- What you are asked to do:
Retype the material, please. Every line must match.

·····

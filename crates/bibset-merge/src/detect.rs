//! Field-subset duplicate detection between two collections.
//!
//! Comparison runs in two tiers. The key/bibtype tier narrows the second
//! collection down to candidates using exact (never case-folded) equality
//! on the mandatory fields named in the configured set. The
//! remaining-fields tier then confirms a candidate only if its values for
//! every other configured field, taken as one tuple, equal the
//! corresponding tuple of some record in the first collection.
//!
//! A field absent from a record compares as absent: it matches only a
//! record where the field is also absent. Unknown field names are
//! therefore not an error.

use std::collections::BTreeSet;

use bibset_config::{FIELD_BIBTYPE, FIELD_KEY};
use bibset_types::{Collection, FieldValue, Record};

/// The positions (0-based) of records in `second` that duplicate some
/// record in `first` under the configured field subset.
///
/// An empty `fields_to_check` disables detection and yields the empty
/// set. The reserved name `"all"` (whole-record mode) never reaches this
/// function through the orchestrator; passed directly, it is treated as
/// an ordinary field name.
pub fn find_duplicates(
    first: &Collection,
    second: &Collection,
    fields_to_check: &BTreeSet<String>,
    ignore_case: bool,
) -> BTreeSet<usize> {
    let mut duplicates = BTreeSet::new();
    if fields_to_check.is_empty() {
        return duplicates;
    }

    let check_key = fields_to_check.contains(FIELD_KEY);
    let check_bibtype = fields_to_check.contains(FIELD_BIBTYPE);
    let rest: Vec<&str> = fields_to_check
        .iter()
        .map(String::as_str)
        .filter(|name| *name != FIELD_KEY && *name != FIELD_BIBTYPE)
        .collect();

    // Tuples of the first collection's values for the remaining fields,
    // computed once; candidates are confirmed against these.
    let first_tuples: Vec<Vec<Option<FieldValue>>> = if rest.is_empty() {
        Vec::new()
    } else {
        first
            .records()
            .iter()
            .map(|rec| field_tuple(rec, &rest, ignore_case))
            .collect()
    };

    for (pos, rec) in second.records().iter().enumerate() {
        let candidate = match (check_key, check_bibtype) {
            (true, true) => first
                .records()
                .iter()
                .any(|f| f.key() == rec.key() && f.bibtype() == rec.bibtype()),
            (true, false) => first.records().iter().any(|f| f.key() == rec.key()),
            (false, true) => first
                .records()
                .iter()
                .any(|f| f.bibtype() == rec.bibtype()),
            (false, false) => true,
        };
        if !candidate {
            continue;
        }

        if rest.is_empty() {
            duplicates.insert(pos);
            continue;
        }

        let tuple = field_tuple(rec, &rest, ignore_case);
        if first_tuples.iter().any(|t| *t == tuple) {
            duplicates.insert(pos);
        }
    }

    duplicates
}

/// A record's values for the given fields, in set order, absent as `None`.
fn field_tuple(record: &Record, fields: &[&str], ignore_case: bool) -> Vec<Option<FieldValue>> {
    fields
        .iter()
        .map(|name| {
            record.field(name).map(|value| {
                if ignore_case {
                    value.fold_case()
                } else {
                    value.clone()
                }
            })
        })
        .collect()
}

#[cfg(test)]
mod tests {
    use super::*;

    fn fields(names: &[&str]) -> BTreeSet<String> {
        names.iter().map(|s| s.to_string()).collect()
    }

    fn rec(key: &str, bibtype: &str) -> Record {
        Record::new(key, bibtype).unwrap()
    }

    fn coll(records: Vec<Record>) -> Collection {
        Collection::from_records(records)
    }

    #[test]
    fn empty_field_set_detects_nothing() {
        let first = coll(vec![rec("a", "article")]);
        let second = coll(vec![rec("a", "article")]);
        let dupes = find_duplicates(&first, &second, &fields(&[]), false);
        assert!(dupes.is_empty());
    }

    #[test]
    fn key_and_bibtype_must_match_the_same_record() {
        let first = coll(vec![rec("a", "article"), rec("b", "book")]);
        // Key of one record, bibtype of the other: not a duplicate.
        let second = coll(vec![rec("a", "book"), rec("b", "book")]);

        let dupes = find_duplicates(&first, &second, &fields(&["key", "bibtype"]), false);
        assert_eq!(dupes, BTreeSet::from([1]));
    }

    #[test]
    fn key_only_matches_any_key() {
        let first = coll(vec![rec("a", "article")]);
        let second = coll(vec![rec("a", "book"), rec("c", "article")]);

        let dupes = find_duplicates(&first, &second, &fields(&["key"]), false);
        assert_eq!(dupes, BTreeSet::from([0]));
    }

    #[test]
    fn bibtype_only_matches_any_bibtype() {
        let first = coll(vec![rec("a", "article")]);
        let second = coll(vec![rec("x", "article"), rec("y", "book")]);

        let dupes = find_duplicates(&first, &second, &fields(&["bibtype"]), false);
        assert_eq!(dupes, BTreeSet::from([0]));
    }

    #[test]
    fn remaining_fields_compare_as_one_tuple() {
        // title matches one record, year matches another; no single record
        // carries the whole tuple.
        let first = coll(vec![
            rec("a", "article")
                .with_field("title", "Alpha")
                .with_field("year", "2000"),
            rec("b", "article")
                .with_field("title", "Beta")
                .with_field("year", "2001"),
        ]);
        let second = coll(vec![rec("c", "article")
            .with_field("title", "Alpha")
            .with_field("year", "2001")]);

        let dupes = find_duplicates(&first, &second, &fields(&["title", "year"]), false);
        assert!(dupes.is_empty());
    }

    #[test]
    fn no_reserved_names_makes_everything_a_candidate() {
        let first = coll(vec![rec("a", "article").with_field("title", "Alpha")]);
        let second = coll(vec![
            rec("x", "book").with_field("title", "Alpha"),
            rec("y", "book").with_field("title", "Gamma"),
        ]);

        let dupes = find_duplicates(&first, &second, &fields(&["title"]), false);
        assert_eq!(dupes, BTreeSet::from([0]));
    }

    #[test]
    fn case_folding_applies_only_when_asked() {
        let first = coll(vec![rec("a", "article").with_field("title", "Foo")]);
        let second = coll(vec![rec("b", "article").with_field("title", "FOO")]);

        let exact = find_duplicates(&first, &second, &fields(&["title"]), false);
        assert!(exact.is_empty());

        let folded = find_duplicates(&first, &second, &fields(&["title"]), true);
        assert_eq!(folded, BTreeSet::from([0]));
    }

    #[test]
    fn key_comparison_is_never_case_folded() {
        let first = coll(vec![rec("Knuth84", "book")]);
        let second = coll(vec![rec("knuth84", "book")]);

        let dupes = find_duplicates(&first, &second, &fields(&["key"]), true);
        assert!(dupes.is_empty());
    }

    #[test]
    fn absent_field_matches_only_absent() {
        let first = coll(vec![
            rec("a", "article").with_field("title", "Alpha"),
            rec("b", "article"),
        ]);
        let second = coll(vec![
            rec("x", "article"),
            rec("y", "article").with_field("doi", "10.1/x"),
        ]);

        // "doi" exists on no record of `first`: absent == absent for x,
        // but y carries a value and matches nothing.
        let dupes = find_duplicates(&first, &second, &fields(&["doi"]), false);
        assert_eq!(dupes, BTreeSet::from([0]));
    }

    #[test]
    fn list_valued_fields_compare_elementwise() {
        let authors = vec!["Doe, J.".to_string(), "Roe, R.".to_string()];
        let first = coll(vec![rec("a", "article").with_field("author", authors.clone())]);
        let second = coll(vec![
            rec("b", "article").with_field("author", authors),
            rec("c", "article").with_field("author", vec!["Doe, J.".to_string()]),
        ]);

        let dupes = find_duplicates(&first, &second, &fields(&["author"]), false);
        assert_eq!(dupes, BTreeSet::from([0]));
    }

    #[test]
    fn all_positions_can_be_duplicates() {
        let first = coll(vec![rec("a", "article"), rec("b", "book")]);
        let second = coll(vec![rec("a", "article"), rec("b", "book")]);

        let dupes = find_duplicates(&first, &second, &fields(&["key", "bibtype"]), false);
        assert_eq!(dupes, BTreeSet::from([0, 1]));
    }
}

·····

- Problem solution:
filename crates/bibset-merge/src/detect.rs
//! Field-subset duplicate detection between two collections.
//!
//! Comparison runs in two tiers. The key/bibtype tier narrows the second
//! collection down to candidates using exact (never case-folded) equality
//! on the mandatory fields named in the configured set. The
//! remaining-fields tier then confirms a candidate only if its values for
//! every other configured field, taken as one tuple, equal the
//! corresponding tuple of some record in the first collection.
//!
//! A field absent from a record compares as absent: it matches only a
//! record where the field is also absent. Unknown field names are
//! therefore not an error.

use std::collections::BTreeSet;

use bibset_config::{FIELD_BIBTYPE, FIELD_KEY};
use bibset_types::{Collection, FieldValue, Record};

/// The positions (0-based) of records in `second` that duplicate some
/// record in `first` under the configured field subset.
///
/// An empty `fields_to_check` disables detection and yields the empty
/// set. The reserved name `"all"` (whole-record mode) never reaches this
/// function through the orchestrator; passed directly, it is treated as
/// an ordinary field name.
pub fn find_duplicates(
    first: &Collection,
    second: &Collection,
    fields_to_check: &BTreeSet<String>,
    ignore_case: bool,
) -> BTreeSet<usize> {
    let mut duplicates = BTreeSet::new();
    if fields_to_check.is_empty() {
        return duplicates;
    }

    let check_key = fields_to_check.contains(FIELD_KEY);
    let check_bibtype = fields_to_check.contains(FIELD_BIBTYPE);
    let rest: Vec<&str> = fields_to_check
        .iter()
        .map(String::as_str)
        .filter(|name| *name != FIELD_KEY && *name != FIELD_BIBTYPE)
        .collect();

    // Tuples of the first collection's values for the remaining fields,
    // computed once; candidates are confirmed against these.
    let first_tuples: Vec<Vec<Option<FieldValue>>> = if rest.is_empty() {
        Vec::new()
    } else {
        first
            .records()
            .iter()
            .map(|rec| field_tuple(rec, &rest, ignore_case))
            .collect()
    };

    for (pos, rec) in second.records().iter().enumerate() {
        let candidate = match (check_key, check_bibtype) {
            (true, true) => first
                .records()
                .iter()
                .any(|f| f.key() == rec.key() && f.bibtype() == rec.bibtype()),
            (true, false) => first.records().iter().any(|f| f.key() == rec.key()),
            (false, true) => first
                .records()
                .iter()
                .any(|f| f.bibtype() == rec.bibtype()),
            (false, false) => true,
        };
        if !candidate {
            continue;
        }

        if rest.is_empty() {
            duplicates.insert(pos);
            continue;
        }

        let tuple = field_tuple(rec, &rest, ignore_case);
        if first_tuples.iter().any(|t| *t == tuple) {
            duplicates.insert(pos);
        }
    }

    duplicates
}

/// A record's values for the given fields, in set order, absent as `None`.
fn field_tuple(record: &Record, fields: &[&str], ignore_case: bool) -> Vec<Option<FieldValue>> {
    fields
        .iter()
        .map(|name| {
            record.field(name).map(|value| {
                if ignore_case {
                    value.fold_case()
                } else {
                    value.clone()
                }
            })
        })
        .collect()
}

#[cfg(test)]
mod tests {
    use super::*;

    fn fields(names: &[&str]) -> BTreeSet<String> {
        names.iter().map(|s| s.to_string()).collect()
    }

    fn rec(key: &str, bibtype: &str) -> Record {
        Record::new(key, bibtype).unwrap()
    }

    fn coll(records: Vec<Record>) -> Collection {
        Collection::from_records(records)
    }

    #[test]
    fn empty_field_set_detects_nothing() {
        let first = coll(vec![rec("a", "article")]);
        let second = coll(vec![rec("a", "article")]);
        let dupes = find_duplicates(&first, &second, &fields(&[]), false);
        assert!(dupes.is_empty());
    }

    #[test]
    fn key_and_bibtype_must_match_the_same_record() {
        let first = coll(vec![rec("a", "article"), rec("b", "book")]);
        // Key of one record, bibtype of the other: not a duplicate.
        let second = coll(vec![rec("a", "book"), rec("b", "book")]);

        let dupes = find_duplicates(&first, &second, &fields(&["key", "bibtype"]), false);
        assert_eq!(dupes, BTreeSet::from([1]));
    }

    #[test]
    fn key_only_matches_any_key() {
        let first = coll(vec![rec("a", "article")]);
        let second = coll(vec![rec("a", "book"), rec("c", "article")]);

        let dupes = find_duplicates(&first, &second, &fields(&["key"]), false);
        assert_eq!(dupes, BTreeSet::from([0]));
    }

    #[test]
    fn bibtype_only_matches_any_bibtype() {
        let first = coll(vec![rec("a", "article")]);
        let second = coll(vec![rec("x", "article"), rec("y", "book")]);

        let dupes = find_duplicates(&first, &second, &fields(&["bibtype"]), false);
        assert_eq!(dupes, BTreeSet::from([0]));
    }

    #[test]
    fn remaining_fields_compare_as_one_tuple() {
        // title matches one record, year matches another; no single record
        // carries the whole tuple.
        let first = coll(vec![
            rec("a", "article")
                .with_field("title", "Alpha")
                .with_field("year", "2000"),
            rec("b", "article")
                .with_field("title", "Beta")
                .with_field("year", "2001"),
        ]);
        let second = coll(vec![rec("c", "article")
            .with_field("title", "Alpha")
            .with_field("year", "2001")]);

        let dupes = find_duplicates(&first, &second, &fields(&["title", "year"]), false);
        assert!(dupes.is_empty());
    }

    #[test]
    fn no_reserved_names_makes_everything_a_candidate() {
        let first = coll(vec![rec("a", "article").with_field("title", "Alpha")]);
        let second = coll(vec![
            rec("x", "book").with_field("title", "Alpha"),
            rec("y", "book").with_field("title", "Gamma"),
        ]);

        let dupes = find_duplicates(&first, &second, &fields(&["title"]), false);
        assert_eq!(dupes, BTreeSet::from([0]));
    }

    #[test]
    fn case_folding_applies_only_when_asked() {
        let first = coll(vec![rec("a", "article").with_field("title", "Foo")]);
        let second = coll(vec![rec("b", "article").with_field("title", "FOO")]);

        let exact = find_duplicates(&first, &second, &fields(&["title"]), false);
        assert!(exact.is_empty());

        let folded = find_duplicates(&first, &second, &fields(&["title"]), true);
        assert_eq!(folded, BTreeSet::from([0]));
    }

    #[test]
    fn key_comparison_is_never_case_folded() {
        let first = coll(vec![rec("Knuth84", "book")]);
        let second = coll(vec![rec("knuth84", "book")]);

        let dupes = find_duplicates(&first, &second, &fields(&["key"]), true);
        assert!(dupes.is_empty());
    }

    #[test]
    fn absent_field_matches_only_absent() {
        let first = coll(vec![
            rec("a", "article").with_field("title", "Alpha"),
            rec("b", "article"),
        ]);
        let second = coll(vec![
            rec("x", "article"),
            rec("y", "article").with_field("doi", "10.1/x"),
        ]);

        // "doi" exists on no record of `first`: absent == absent for x,
        // but y carries a value and matches nothing.
        let dupes = find_duplicates(&first, &second, &fields(&["doi"]), false);
        assert_eq!(dupes, BTreeSet::from([0]));
    }

    #[test]
    fn list_valued_fields_compare_elementwise() {
        let authors = vec!["Doe, J.".to_string(), "Roe, R.".to_string()];
        let first = coll(vec![rec("a", "article").with_field("author", authors.clone())]);
        let second = coll(vec![
            rec("b", "article").with_field("author", authors),
            rec("c", "article").with_field("author", vec!["Doe, J.".to_string()]),
        ]);

        let dupes = find_duplicates(&first, &second, &fields(&["author"]), false);
        assert_eq!(dupes, BTreeSet::from([0]));
    }

    #[test]
    fn all_positions_can_be_duplicates() {
        let first = coll(vec![rec("a", "article"), rec("b", "book")]);
        let second = coll(vec![rec("a", "article"), rec("b", "book")]);

        let dupes = find_duplicates(&first, &second, &fields(&["key", "bibtype"]), false);
        assert_eq!(dupes, BTreeSet::from([0, 1]));
    }
}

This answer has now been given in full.